The high level of patient participation observed in this study contrasts with earlier studies which found that many women undergoing antenatal care did not actively participate and were uncomfortable with decision making responsibility [15], rarely asked questions and were not encouraged to do so [63], and often did not share in decision making [34]. The increased ‘agency’ that we observed may be due to recent efforts to develop more ‘patient-centred’ care [64,65,66] and shared decision making [67, 68]. The high participation levels may also have been influenced by the patients feeling that they were being given options and their choices respected, an endorsement of the communication styles of the study doctors. The fact that patients felt that the doctors were informative, clear and realistic with the information they provided also contributes to shared decision making.

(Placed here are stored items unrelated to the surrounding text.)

impl DeviceClass {
    /// Classify a VirtIO PCI function. `None` if the ID is not VirtIO.
    pub fn from_pci(id: PciDeviceId) -> Option<Self> {
        if !id.is_virtio() {
            return None;
        }
        let device_type = match id.device_id {
            // Transitional IDs.
            0x1000 => 1,
            0x1001 => 2,
            0x1003 => 3,
            0x1005 => 4,
            0x1000..=0x103F => return Some(DeviceClass::Other(id.device_id)),
            // is_virtio() bounds the modern range.
            modern => modern - VIRTIO_MODERN_DEVICE_BASE,
        };
        Some(match device_type {
            1 => DeviceClass::Network,
            2 => DeviceClass::Block,
            3 => DeviceClass::Console,
            4 => DeviceClass::Entropy,
            16 => DeviceClass::Gpu,
            18 => DeviceClass::Input,
            other => DeviceClass::Other(other),
        })
    }
}

impl fmt::Display for DeviceClass {
    fn fmt(&self, f: &mut fmt::Formatter<'_>) -> fmt::Result {
        match self {
            DeviceClass::Network => write!(f, "network"),
            DeviceClass::Block => write!(f, "block"),
            DeviceClass::Console => write!(f, "console"),
            DeviceClass::Entropy => write!(f, "entropy"),
            DeviceClass::Gpu => write!(f, "gpu"),
            DeviceClass::Input => write!(f, "input"),
            DeviceClass::Other(ty) => write!(f, "type {}", ty),
        }
    }
}

/// One buffer of a descriptor chain.
#[derive(Debug, Clone, Copy, PartialEq, Eq)]
pub struct Segment {
    pub addr: PhysAddr,
    pub len: u32,
    /// The device writes into this buffer.
    pub device_writable: bool,
}

impl Segment {
    /// A buffer the device only reads.
    pub fn readable(addr: PhysAddr, len: u32) -> Self {
        Self { addr, len, device_writable: false }
    }

    /// A buffer the device fills in.
    pub fn writable(addr: PhysAddr, len: u32) -> Self {
        Self { addr, len, device_writable: true }
    }
}

/// A device driver bound to a transport.
///
/// The interrupt path calls into these hooks in interrupt context: they
/// must not block, allocate, or take locks held by thread context while
/// waiting on the device.
pub trait VirtioDriver: Send + Sync {
    /// Device type served by the driver.
    fn class(&self) -> DeviceClass;

    /// The underlying transport.
    fn transport(&self) -> &VirtioDevice;

    /// The device configuration changed.
    fn handle_device_config_change(&self);

    /// The device placed entries on the used ring of `queue_index`.
    fn handle_queue_update(&self, queue_index: u16);
}

/// Modern VirtIO PCI transport for one function.
pub struct VirtioDevice {
    function: PciFunction,
    class: DeviceClass,
    common: Arc<dyn RegisterWindow>,
    notify: Arc<dyn RegisterWindow>,
    notify_multiplier: u32,
    notify_len: usize,
    isr: Arc<dyn RegisterWindow>,
    device_cfg: Option<Arc<dyn RegisterWindow>>,
    device_cfg_len: usize,
    state: InitState,
    /// Set once the device is given up on after reaching `Live`.
    failed: AtomicBool,
    accepted_features: AtomicU64,
    queues: Vec<VirtQueue>,
    config_read_retries: u32,
}
//! Interrupt-to-thread wakeups.
//!
//! A [`Completion`] is a one-shot latch: the submitter arms it before
//! handing work to the device, the interrupt handler latches it, and the
//! submitter waits for the latch. Because the latch is armed before the
//! device can possibly complete, a completion that fires before the
//! waiter starts waiting is never lost.

use core::hint::spin_loop;
use core::sync::atomic::{AtomicBool, AtomicU32, Ordering};

use crate::error::{Error, Result};

/// One-shot completion latch with a payload.
#[derive(Debug)]
pub struct Completion {
    done: AtomicBool,
    value: AtomicU32,
}

impl Completion {
    pub const fn new() -> Self {
        Self {
            done: AtomicBool::new(false),
            value: AtomicU32::new(0),
        }
    }

    /// Clear the latch. Call before publishing the request.
    pub fn arm(&self) {
        self.done.store(false, Ordering::Release);
    }

    /// Latch the completion with `value`. Interrupt context safe.
    pub fn complete(&self, value: u32) {
        self.value.store(value, Ordering::Relaxed);
        self.done.store(true, Ordering::Release);
    }

    /// Whether the latch is set.
    pub fn is_complete(&self) -> bool {
        self.done.load(Ordering::Acquire)
    }

    /// Wait for the latch, returning the payload.
    ///
    /// With `spin_limit` set, gives up with [`Error::Timeout`] after that
    /// many polls.
    pub fn wait(&self, spin_limit: Option<u64>) -> Result<u32> {
        let mut spins: u64 = 0;
        while !self.done.load(Ordering::Acquire) {
            if let Some(limit) = spin_limit {
                if spins >= limit {
                    return Err(Error::Timeout);
                }
            }
            spins += 1;
            spin_loop();
        }
        Ok(self.value.load(Ordering::Relaxed))
    }
}

impl Default for Completion {
    fn default() -> Self {
        Self::new()
    }
}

Ante-natal and maternity care is a clinical environment where health literacy can have an important impact on outcomes [69]. We observed examples where patients displayed knowledge and were willing to ask questions in often complex areas of care such as choices regarding operative intervention or the type and timing of imaging, indicative of high levels of health literacy. The presence of the unborn child as an unseen and unheard additional patient who needs to be cared for by the mother (and partner) may provide an added incentive for patients to further develop their own health literacy and to be an active participant in the consultation on behalf of their child.

The explicit way that risk is talked about was noticeable in the interactions and reported by patients as being appreciated. Risk was framed in ways that were clearly articulated and understood. Explicit orientation to risk seems acceptable in this context where patients have been referred to a high risk antenatal clinic, a finding that is congruent with other research [70]. For example, in this study doctors opted to manage the potential for causing anxiety by explicitly addressing clinical risks, rather than avoiding such talk which may then prolong uncertainties and worry [70]. Focus group studies with women on topics such as gestational weight gain also indicate that women prefer these issues to be addressed explicitly but sensitively [71,72,73,74].

Conclusion

This study provides detailed information about communication in ante-natal care, and has identified a number of features of interaction in consultations which may explain high levels of satisfaction by patients (and those accompanying them). In contrast to much of the literature which emphasises the challenges of appropriate communication and shared decision making in maternity care, this case study has provided many examples of good communication practice. Previous research has identified a need for better training in obstetric communication [75], especially in handling psychosocial issues and in conveying empathy, which have been shown to be teachable [76, 77]. The findings of this study can inform communication training for medical students and other less experienced health professionals and lay the groundwork for further, more detailed analysis of such communication.